Mélanésie: Malaises politiques en série.
SUVA, mardi 14 décembre 2010 (Flash d'Océanie) – Le cours des événements politiques, ces derniers jours, en Mélanésie, s’est quelque peu précipité, touchant successivement Vanuatu, les îles Salomon et la Papouasie-Nouvelle-Guinée.
Lundi, suivant un scénario déjà largement esquissé au cours des jours précédents, le Premier ministre papou Sir Michael Somare annonçait sa décision de se mettre à l’écart provisoirement, le temps qu’une enquête ouverte à son encontre pour non déclarations multiples de ses revenus au cours des années 1990, suive son cours.
Cette enquête a été initiée par les bureaux du Médiateur de la République, dans le cadre des lois papoues sur le code de conduite des dirigeants et de son pouvoir d’autosaisine.
Au cours des jours précédents, M. Somare, via ses avocats, avait tenté d’obtenir un jugement temporaire des tribunaux afin de différer la nomination de ce qui devrait devenir un tribunal des dirigeants, sur une base ad hoc.

Double vacance papoue

Toutefois, dès la semaine dernière, M. Somare avait pris les devant en procédant à un remaniement ministériel surprise, qui a vu notamment, concernant le portefeuille de Vice-Premier ministre (et donc appelé à prendre les rênes du pays en cas d’absence ou d’empêchement du chef du gouvernement) le remplacement de M. Don Polye, jugé peu fiable, par son fidèle ministre des affaires étrangères, Sam Abal.
En faisant cette annonce, celui qui est considéré comme le père de l’indépendance papoue a néanmoins estimé qu’il était victime d’une « grossière injustice ».
Quasi-simultanément, en fin de semaine dernière, la cour Suprême papoue rendait une autre décision lourde de sens : l’invalidation de l’élection de Sir Paulias Matane, qui avait été reconduit à ce poste hautement symbolique, équivalent d’un chef d’État dans ce pays du Commonwealth (où le gouverneur Général est le plus souvent le représentant officiel de la Reine Elizabeth II d’Angleterre).
Après un très court intérim assuré par Paul Tiensten, c’est, conformément aux ordonnances de la Cour, Sir Arnold Amet, nommé la semaine dernière Attorney General (chef des services juridiques du gouvernement et garde des sceaux), juge de carrière, qui assure désormais ces fonctions.
La Cour avait estimé en substance que la reconduction de Sir Paulias Matane, en juin 2010, pour un second mandat, n’était pas régulière et était donc de ce fait nulle et non avenue.
Conformément aux ordonnances de ce jugement, vendredi 10 décembre 2010, le Parlement de Papouasie-Nouvelle-Guinée doit maintenant être convoqué avant le 20 janvier 2011 avec pour ordre du jour l’élection d’un nouveau Gouverneur Général.
D’ores et déjà, l’opposition papoue n’a pas caché sa joie à la perspective de cette nouvelle session, qui lui permettra de déposer à nouveau une motion de censure, comme ce fut le cas en juillet 2010.
M. Somare, doyen des hommes politiques papous (74 ans) avait alors échappé de justesse et l’une des dernières grandes figures historiques du paysage postindépendances du Pacifique insulaire, en avait alors réchappé de justesse.
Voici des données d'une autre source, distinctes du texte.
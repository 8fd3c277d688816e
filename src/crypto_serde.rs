//! Serde helpers for the witness and wire encodings.
//!
//! Witness dictionaries render scalars as decimal strings, points as
//! two-element `[x, y]` decimal arrays, and ciphertext vectors as decimal
//! arrays, the input format the prover oracle consumes.

use ark_ed_on_bn254::EdwardsAffine;
use serde::de::Error as DeError;
use serde::{Deserialize, Deserializer, Serialize, Serializer};

use crate::field::{from_decimal, to_decimal, Fq, Fr};

/// `F_p` elements as decimal strings.
pub mod fq_dec {
    use super::*;

    pub fn serialize<S: Serializer>(value: &Fq, serializer: S) -> Result<S::Ok, S::Error> {
        serializer.serialize_str(&to_decimal(value))
    }

    pub fn deserialize<'de, D: Deserializer<'de>>(deserializer: D) -> Result<Fq, D::Error> {
        let text = String::deserialize(deserializer)?;
        from_decimal(&text).map_err(DeError::custom)
    }
}

/// Subgroup scalars as decimal strings.
pub mod fr_dec {
    use super::*;

    pub fn serialize<S: Serializer>(value: &Fr, serializer: S) -> Result<S::Ok, S::Error> {
        serializer.serialize_str(&to_decimal(value))
    }

    pub fn deserialize<'de, D: Deserializer<'de>>(deserializer: D) -> Result<Fr, D::Error> {
        let text = String::deserialize(deserializer)?;
        from_decimal(&text).map_err(DeError::custom)
    }
}

/// Curve points as `[x, y]` decimal arrays.
pub mod point_dec {
    use super::*;
    use crate::jubjub::validate_point;

    pub fn serialize<S: Serializer>(
        value: &EdwardsAffine,
        serializer: S,
    ) -> Result<S::Ok, S::Error> {
        [to_decimal(&value.x), to_decimal(&value.y)].serialize(serializer)
    }

    pub fn deserialize<'de, D: Deserializer<'de>>(
        deserializer: D,
    ) -> Result<EdwardsAffine, D::Error> {
        let [x, y] = <[String; 2]>::deserialize(deserializer)?;
        let point = EdwardsAffine::new_unchecked(
            from_decimal(&x).map_err(DeError::custom)?,
            from_decimal(&y).map_err(DeError::custom)?,
        );
        validate_point(&point).map_err(DeError::custom)?;
        Ok(point)
    }
}

/// Fixed-width `F_p` arrays (PCT ciphers, wire tuples) as decimal arrays.
pub mod fq_array_dec {
    use super::*;

    pub fn serialize<S: Serializer, const N: usize>(
        value: &[Fq; N],
        serializer: S,
    ) -> Result<S::Ok, S::Error> {
        let rendered: Vec<String> = value.iter().map(to_decimal).collect();
        rendered.serialize(serializer)
    }

    pub fn deserialize<'de, D: Deserializer<'de>, const N: usize>(
        deserializer: D,
    ) -> Result<[Fq; N], D::Error> {
        let rendered = Vec::<String>::deserialize(deserializer)?;
        if rendered.len() != N {
            return Err(DeError::custom(format!(
                "expected {N} elements, got {}",
                rendered.len()
            )));
        }
        let parsed = rendered
            .iter()
            .map(|text| from_decimal(text).map_err(DeError::custom))
            .collect::<Result<Vec<Fq>, D::Error>>()?;
        parsed
            .try_into()
            .map_err(|_| DeError::custom("length mismatch"))
    }
}

/// Variable-length `F_p` vectors as decimal arrays.
pub mod fq_vec_dec {
    use super::*;

    pub fn serialize<S: Serializer>(value: &[Fq], serializer: S) -> Result<S::Ok, S::Error> {
        let rendered: Vec<String> = value.iter().map(to_decimal).collect();
        rendered.serialize(serializer)
    }

    pub fn deserialize<'de, D: Deserializer<'de>>(deserializer: D) -> Result<Vec<Fq>, D::Error> {
        let rendered = Vec::<String>::deserialize(deserializer)?;
        rendered
            .iter()
            .map(|text| from_decimal(text).map_err(DeError::custom))
            .collect()
    }
}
Aller-retour au gouvernement salomonais

Entre-temps, toujours en Mélanésie, aux îles Salomon, les récentes tentatives de la part du nouveau Premier ministre Danny Philip de se débarrasser des membres de son gouvernement considérés comme corrompus, ont finalement échoué : le ministre Bodo Dettke, d’abord limogé de son poste de ministre des forêts pour son implication dans une affaire de trafic d’influence (il est lui-même propriétaire d’une société forestière) a été promptement réintégré en milieu de semaine dernière, après ce qui a été décrit comme une « cérémonie coutumière de réconciliation » entre les deux protagonistes.
Seule concession de la part de M. Dettke : il a accepté de réintégrer le gouvernement à un autre poste, ayant désormais en charge le portefeuille des pêcheries.
Interrogé peu après cette cérémonie par la presse locale, M. Philip s’est montré catégorique : « comme vous le savez, dans la coutume, après la réconciliation, il est tabou de parler des choses du passé », a-t-il asséné au quotidien local Solomon Star.
Le second ministre ayant récemment quitté le gouvernement, l’ancien chef de guerre Jimmy Lusibaea dit « Rasta » du temps de ses heures belliqueuses, tente entre-temps de faire un come-back en multipliant les demandes de remise en liberté sous caution, avec la bienveillance implicite du gouvernement.
Il vient d’être reconnu coupable d’agression à main armée sur un agent de la force publique dans l’exercice de ses fonctions et a condamné à trente trois mois de prison ferme.
Il se trouve toujours en détention.
Les dernières audiences afin d’examiner une nouvelle demande ont toutefois été reportées, cette semaine, à Honiara : l’avocat de M. Lusibaea, l’Australien Robert Cavanaugh (par ailleurs rattaché au bureau gouvernemental des avocats publics des îles Salomon) s’est déclaré incapable d’assurer la défense de son client, pour raison de santé.
Après quoi, en début de semaine, il a subitement quitté l’archipel à bord d’un vol régulier à destination de l’Australie.
Depuis, le gouvernement salomonais visiblement courroucé, n’a pas caché qu’il tentait d’obtenir les explications et les éclaircissements les plus rapides possibles de la part du bureau de l’avocat public.
Alfred Sasako, porte-parole du gouvernement salomonais, n’a pas hésité à laisser entendre mardi, au micro de Radio New Zealand International, que le juriste australien aurait pu faire l’objet de « pressions ».
L’avocat a jugé utile, depuis, de publier un long communiqué dans lequel il explique que sa principale motivation était d’effectuer les examens appropriés à son état, en l’occurrence une alerte cardiaque toute récente.
Par ailleurs, toujours aux îles Salomon, le concept d’une rencontre extraordinaire entre dirigeants des pays membres du Groupe Mélanésien Fer de Lance (GMFL, Vanuatu, Papouasie-Nouvelle-Guinée, îles Salomon et Fidji, plus le mouvement indépendantiste FLNKS de Nouvelle-Calédonie) semblait toujours prévue pour avoir lieu en milieu dans la capitale salomonaise, sur le mode réconciliation entre Fidji et Vanuatu.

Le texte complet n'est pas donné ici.